Toke Høiland-Jørgensen June 22, 2021, 8:25 a.m. UTC | #12

Jason Wang <jasowang@redhat.com> writes:

> 在 2021/6/22 上午11:29, Yuri Benditovich 写道:
>> On Mon, Jun 21, 2021 at 12:20 PM Jason Wang <jasowang@redhat.com> wrote:
>>>
>>> 在 2021/6/19 上午4:03, Andrew Melnichenko 写道:
>>>> Hi Jason,
>>>> I've checked "kernel.unprivileged_bpf_disabled=0" on Fedora,  Ubuntu,
>>>> and Debian - no need permissions to update BPF maps.
>>>
>>> How about RHEL :) ?
>> If I'm not mistaken, the RHEL releases do not use modern kernels yet
>> (for BPF we need 5.8+).
>> So this will be (probably) relevant for RHEL 9. Please correct me if I'm wrong.
>
> Adding Toke for more ideas on this.

Ignore the kernel version number; we backport all of BPF to RHEL,
basically. RHEL8.4 is up to upstream kernel 5.10, feature-wise.

However, we completely disable unprivileged BPF on RHEL kernels. Also,
there's upstream commit:
08389d888287 ("bpf: Add kconfig knob for disabling unpriv bpf by default")

which adds a new value of '2' to the unprivileged_bpf_disable sysctl. I
believe this may end up being the default on Fedora as well.

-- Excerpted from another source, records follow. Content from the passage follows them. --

use std::collections::HashMap;

use crate::encode::percent_encode;
use crate::{ParameterError, ParameterResult};

/// A set of OAuth parameters read back in canonical order.
///
/// Values are percent-encoded when they are added, keys are kept verbatim.
/// Keys are unique; the key sequence is sorted by byte value on every read,
/// so insertion order never leaks into a signature.
#[derive(Debug, Clone, Default, PartialEq, Eq)]
pub struct OrderedParams {
    params: HashMap<String, String>,
}

impl OrderedParams {
    pub fn new() -> Self {
        Default::default()
    }

    /// Stores the percent-encoded `value` under `key`.
    ///
    /// # Errors
    ///
    /// Fails with [`ParameterError::DuplicateKey`] if `key` is already present.
    /// The set is left untouched in that case.
    pub fn add<K, V>(&mut self, key: K, value: V) -> ParameterResult<()>
    where
        K: Into<String>,
        V: AsRef<str>,
    {
        let key = key.into();
        if self.params.contains_key(&key) {
            return Err(ParameterError::DuplicateKey(key));
        }
        self.params.insert(key, percent_encode(value.as_ref()));
        Ok(())
    }

    /// Returns the stored (already encoded) value of `key`.
    pub fn get(&self, key: &str) -> ParameterResult<&str> {
        self.params
            .get(key)
            .map(String::as_str)
            .ok_or_else(|| ParameterError::KeyNotFound(key.to_string()))
    }

    /// Returns all keys in ascending byte order.
    pub fn sorted_keys(&self) -> Vec<&str> {
        let mut keys: Vec<&str> = self.params.keys().map(String::as_str).collect();
        keys.sort_unstable();
        keys
    }

    /// Returns `(key, encoded value)` pairs in ascending key order.
    pub fn sorted_pairs(&self) -> Vec<(&str, &str)> {
        let mut pairs: Vec<(&str, &str)> = self
            .params
            .iter()
            .map(|(k, v)| (k.as_str(), v.as_str()))
            .collect();
        pairs.sort_unstable_by(|a, b| a.0.cmp(b.0));
        pairs
    }

    pub fn len(&self) -> usize {
        self.params.len()
    }

    pub fn is_empty(&self) -> bool {
        self.params.is_empty()
    }
}
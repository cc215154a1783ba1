use base64::{engine::general_purpose::STANDARD, Engine as _};
use hmac::{Hmac, Mac};
use sha1::Sha1;

use crate::encode::percent_encode;
use crate::OrderedParams;

type HmacSha1 = Hmac<Sha1>;

const AUTHORIZATION_SCHEME: &str = "OAuth ";

/// Builds the signature base string `METHOD&url&parameters`.
///
/// Each parameter is rendered as `key=value` with its key encoded here and its
/// value taken as already encoded by [`OrderedParams::add`]. The joined
/// parameter block is then encoded as one unit, so every `&` between pairs
/// appears as `%26`.
pub fn base_string(method: &str, url: &str, params: &OrderedParams) -> String {
    let normalized_params = params
        .sorted_pairs()
        .into_iter()
        .map(|(key, value)| format!("{}={}", percent_encode(key), value))
        .collect::<Vec<_>>()
        .join("&");
    format!(
        "{}&{}&{}",
        method.to_ascii_uppercase(),
        percent_encode(url),
        percent_encode(&normalized_params)
    )
}

/// Builds the HMAC-SHA1 key `consumer_secret&token_secret`.
///
/// The token secret is empty while requesting a request token.
pub fn signing_key(consumer_secret: &str, token_secret: Option<&str>) -> String {
    format!(
        "{}&{}",
        percent_encode(consumer_secret),
        percent_encode(token_secret.unwrap_or_default())
    )
}

/// Signs `base_string` with HMAC-SHA1 and returns the base64 encoded digest.
pub fn sign(base_string: &str, signing_key: &str) -> String {
    // HMAC accepts keys of any length
    let mut mac = HmacSha1::new_from_slice(signing_key.as_bytes())
        .expect("HMAC can take key of any size");
    mac.update(base_string.as_bytes());
    STANDARD.encode(mac.finalize().into_bytes())
}

/// Renders the `Authorization` header value for `params`.
///
/// `OAuth k1="v1",k2="v2",...` with keys in ascending order. Keys are
/// encoded the same way as in the base string.
pub fn authorization_header(params: &OrderedParams) -> String {
    let pairs = params
        .sorted_pairs()
        .into_iter()
        .map(|(key, value)| format!("{}=\"{}\"", percent_encode(key), value))
        .collect::<Vec<_>>()
        .join(",");
    format!("{}{}", AUTHORIZATION_SCHEME, pairs)
}
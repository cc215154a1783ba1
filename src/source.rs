//! Time and randomness capabilities used to fill `oauth_timestamp` and `oauth_nonce`.
//!
//! The client receives these as values so a caller can pin both fields and
//! reproduce a signature exactly.
use std::time::{SystemTime, UNIX_EPOCH};

use rand::Rng;

/// Supplies the `oauth_timestamp` value in seconds since the Unix epoch.
pub trait Clock {
    fn timestamp(&self) -> u64;
}

/// Supplies the `oauth_nonce` value. Values must not repeat between requests.
pub trait NonceSource {
    fn nonce(&self) -> String;
}

#[derive(Debug, Clone, Copy, Default)]
pub struct SystemClock;

impl Clock for SystemClock {
    fn timestamp(&self) -> u64 {
        // clocks before the epoch yield 0
        SystemTime::now()
            .duration_since(UNIX_EPOCH)
            .map(|d| d.as_secs())
            .unwrap_or_default()
    }
}

/// Random non-negative 63-bit integer rendered in decimal.
#[derive(Debug, Clone, Copy, Default)]
pub struct RandomNonce;

impl NonceSource for RandomNonce {
    fn nonce(&self) -> String {
        (rand::rng().random::<u64>() >> 1).to_string()
    }
}

#[derive(Debug, Clone, Copy, PartialEq, Eq)]
pub struct FixedClock(pub u64);

impl Clock for FixedClock {
    fn timestamp(&self) -> u64 {
        self.0
    }
}

#[derive(Debug, Clone, PartialEq, Eq)]
pub struct FixedNonce(pub String);

impl FixedNonce {
    pub fn new<T: Into<String>>(nonce: T) -> Self {
        FixedNonce(nonce.into())
    }
}

impl NonceSource for FixedNonce {
    fn nonce(&self) -> String {
        self.0.clone()
    }
}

So any design relying on unprivileged BPF is likely to break; I'd
suggest you look into how you can get this to work with CAP_BPF :)

-Toke

Daniel P. Berrangé June 22, 2021, 8:27 a.m. UTC | #13

On Tue, Jun 22, 2021 at 10:25:19AM +0200, Toke Høiland-Jørgensen wrote:
> Jason Wang <jasowang@redhat.com> writes:
> 
> > 在 2021/6/22 上午11:29, Yuri Benditovich 写道:
> >> On Mon, Jun 21, 2021 at 12:20 PM Jason Wang <jasowang@redhat.com> wrote:
> >>>
> >>> 在 2021/6/19 上午4:03, Andrew Melnichenko 写道:
> >>>> Hi Jason,
> >>>> I've checked "kernel.unprivileged_bpf_disabled=0" on Fedora,  Ubuntu,
> >>>> and Debian - no need permissions to update BPF maps.
> >>>
> >>> How about RHEL :) ?
> >> If I'm not mistaken, the RHEL releases do not use modern kernels yet
> >> (for BPF we need 5.8+).
> >> So this will be (probably) relevant for RHEL 9. Please correct me if I'm wrong.
> >
> > Adding Toke for more ideas on this.
> 
> Ignore the kernel version number; we backport all of BPF to RHEL,
> basically. RHEL8.4 is up to upstream kernel 5.10, feature-wise.
> 
> However, we completely disable unprivileged BPF on RHEL kernels. Also,
> there's upstream commit:
> 08389d888287 ("bpf: Add kconfig knob for disabling unpriv bpf by default")
> 
> which adds a new value of '2' to the unprivileged_bpf_disable sysctl. I
> believe this may end up being the default on Fedora as well.
> 
> So any design relying on unprivileged BPF is likely to break; I'd
> suggest you look into how you can get this to work with CAP_BPF :)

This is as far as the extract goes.